Accessibilité agile : audit exhaustif... ou avons-nous mieux en magasin ?

Le , par Laurent Denis - Accessibilité

Avertissement : cet article a été publié en 2011. Son contenu n'est peut-être plus d'actualité.

A l’inéluctable question « Et toi, qu’est-ce qu’il fait ton papa ? », ma fille eut un jour cette réponse fort lucide : « Mon papa, il fait des Zaudits. Beaucoup de Zaudits. » Précisons que le papa de ma fille unique et préférée est expert accessibilité.

J’ai en effet connu une période où je devenais une vraie machine à Zaudits. Des audits, des audits, toujours des audits, sur l’air du poinçonneur des Lilas ; et bien-sûr, des rapports, des rapports, toujours des rapports, sur fond de crépitement de clavier. De beaux et massifs rapports opérationnels, fondés sur l’intégralité des 187 tests RGAA ou des 305 tests d’Accessiweb déployé, truffés de compétence et livrant l’évaluation ultime et clinique de l’existant d’un site Web, exposée jusque dans ses plus infimes détails, façon écorché anatomique par l’homme de l’art.

De quoi rassurer le client sur le sérieux de votre prestation, certes. Mais est-ce le meilleur moyen de démarrer puis de poursuivre l’assistance en accessibilité d’un projet Web ? Est-ce par une batterie d’analyses spécialisées que vous aborde illico votre médecin traitant au premier symptôme ? Permettez-moi d’en douter, et de vous détailler la chose. La première recommandation qu’Elie et moi-même avons choisi d’évoquer lors de notre conférence Paris Web 2011 sur l’accessibilité agile s’intitulait « Halte aux audits lourds ». Voici pourquoi et comment, de mon point de vue.

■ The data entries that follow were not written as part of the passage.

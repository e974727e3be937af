//! Tracing subscriber setup
//!
//! Human-readable logs go to stderr so command output on stdout stays clean.
//! When a log directory is given, the same events are also written as JSON
//! lines to `pim.log` there.

use std::path::Path;

use tracing_appender::non_blocking::WorkerGuard;
use tracing_subscriber::EnvFilter;
use tracing_subscriber::layer::SubscriberExt;
use tracing_subscriber::util::SubscriberInitExt;

const LOG_FILE_NAME: &str = "pim.log";

/// Default filter directive for a `-v` count
pub fn level_for_verbosity(verbosity: u8) -> &'static str {
    match verbosity {
        0 => "warn",
        1 => "info",
        _ => "debug",
    }
}

/// Installs the global subscriber. `RUST_LOG` overrides the verbosity level.
///
/// The returned guard flushes the file writer on drop and must be kept alive
/// until the program exits.
pub fn init(verbosity: u8, log_dir: Option<&Path>) -> Option<WorkerGuard> {
    let filter = EnvFilter::try_from_default_env()
        .unwrap_or_else(|_| EnvFilter::new(level_for_verbosity(verbosity)));

    let stderr_layer = tracing_subscriber::fmt::layer()
        .with_target(false)
        .with_writer(std::io::stderr);

    let (file_layer, guard) = match log_dir.filter(|dir| std::fs::create_dir_all(dir).is_ok()) {
        Some(dir) => {
            let appender = tracing_appender::rolling::never(dir, LOG_FILE_NAME);
            let (writer, guard) = tracing_appender::non_blocking(appender);
            let layer = tracing_subscriber::fmt::layer()
                .json()
                .with_writer(writer)
                .with_ansi(false);
            (Some(layer), Some(guard))
        }
        None => (None, None),
    };

    let result = tracing_subscriber::registry()
        .with(filter)
        .with(stderr_layer)
        .with(file_layer)
        .try_init();

    if let Err(e) = result {
        eprintln!("Failed to initialize logging: {}", e);
    }

    guard
}

#[cfg(test)]
mod tests {
    use super::*;
    use rstest::rstest;

    #[rstest]
    #[case(0, "warn")]
    #[case(1, "info")]
    #[case(2, "debug")]
    #[case(5, "debug")]
    fn verbosity_maps_to_level(#[case] verbosity: u8, #[case] expected: &str) {
        assert_eq!(level_for_verbosity(verbosity), expected);
    }
}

L’audit canonique et ses limites

L’audit initial des contenus existants est le point de départ le plus fréquent des démarches accessibilité. En quoi consiste-t-il ? L’expert et vous-même convenez du choix d’une méthode d’application de la norme internationale d’accessibilité WCAG et d’un échantillon représentatif de vos contenus. Via les outils appropriés, l’expert passe au crible cet échantillon avec une longue série de tests portant sur le code, la pertinence des données, les modes d’accès au contenu, les interfaces… Tout ce qui relève de l’accessibilité est échantillonné et évalué systématiquement. Les résultats vous sont livrés exhaustivement. Tout est dit, ou presque. L’expert dit : « Yapuka ». Vous vous dites « Yakafaucon ».

Grâce à l’examen systématique des contenus soumis aux tests unitaires des méthodes d’application de WCAG2, cet audit a en effet le mérite :

  • de dresser l’état des lieux complet des atouts et des défauts d’accessibilité des contenus (disons, dans les limites de WCAG, qui elle-même n’épuise pas la totalité des questions d’accessibilité. Si votre but est l’accessibilité ultime ou si vous vous intéressez à l’ergonomie de l’accessible, contactez-moi à l’occasion d’une longue soirée d’hiver) ;
  • d’énumérer l’ensemble des corrections nécessaires et de permettre d’en mesurer le coût total (disons, au moins un coût a priori sauf imprévu. Vous ne le savez pas encore, mais l’audit initial ne mesurera en général et au mieux que 50% de la question) ;
  • de mettre totalement le projet sur les rails dès son lancement (sauf imprévu et dans la mesure où vous avez tout compris. Mais alors, si vous avez tout compris : aviez-vous vraiment besoin de moi ?).

L’audit est également rassurant pour le management du projet : rien ne risque d’être oublié ; tout est détecté initialement ; la qualité de l’évaluation est garantie par le recours à une méthode éprouvée et par la réputation des référentiels utilisés (ayant écrit une bonne partie du RGAA, je suis à même de le vous le vendre en toute confiance).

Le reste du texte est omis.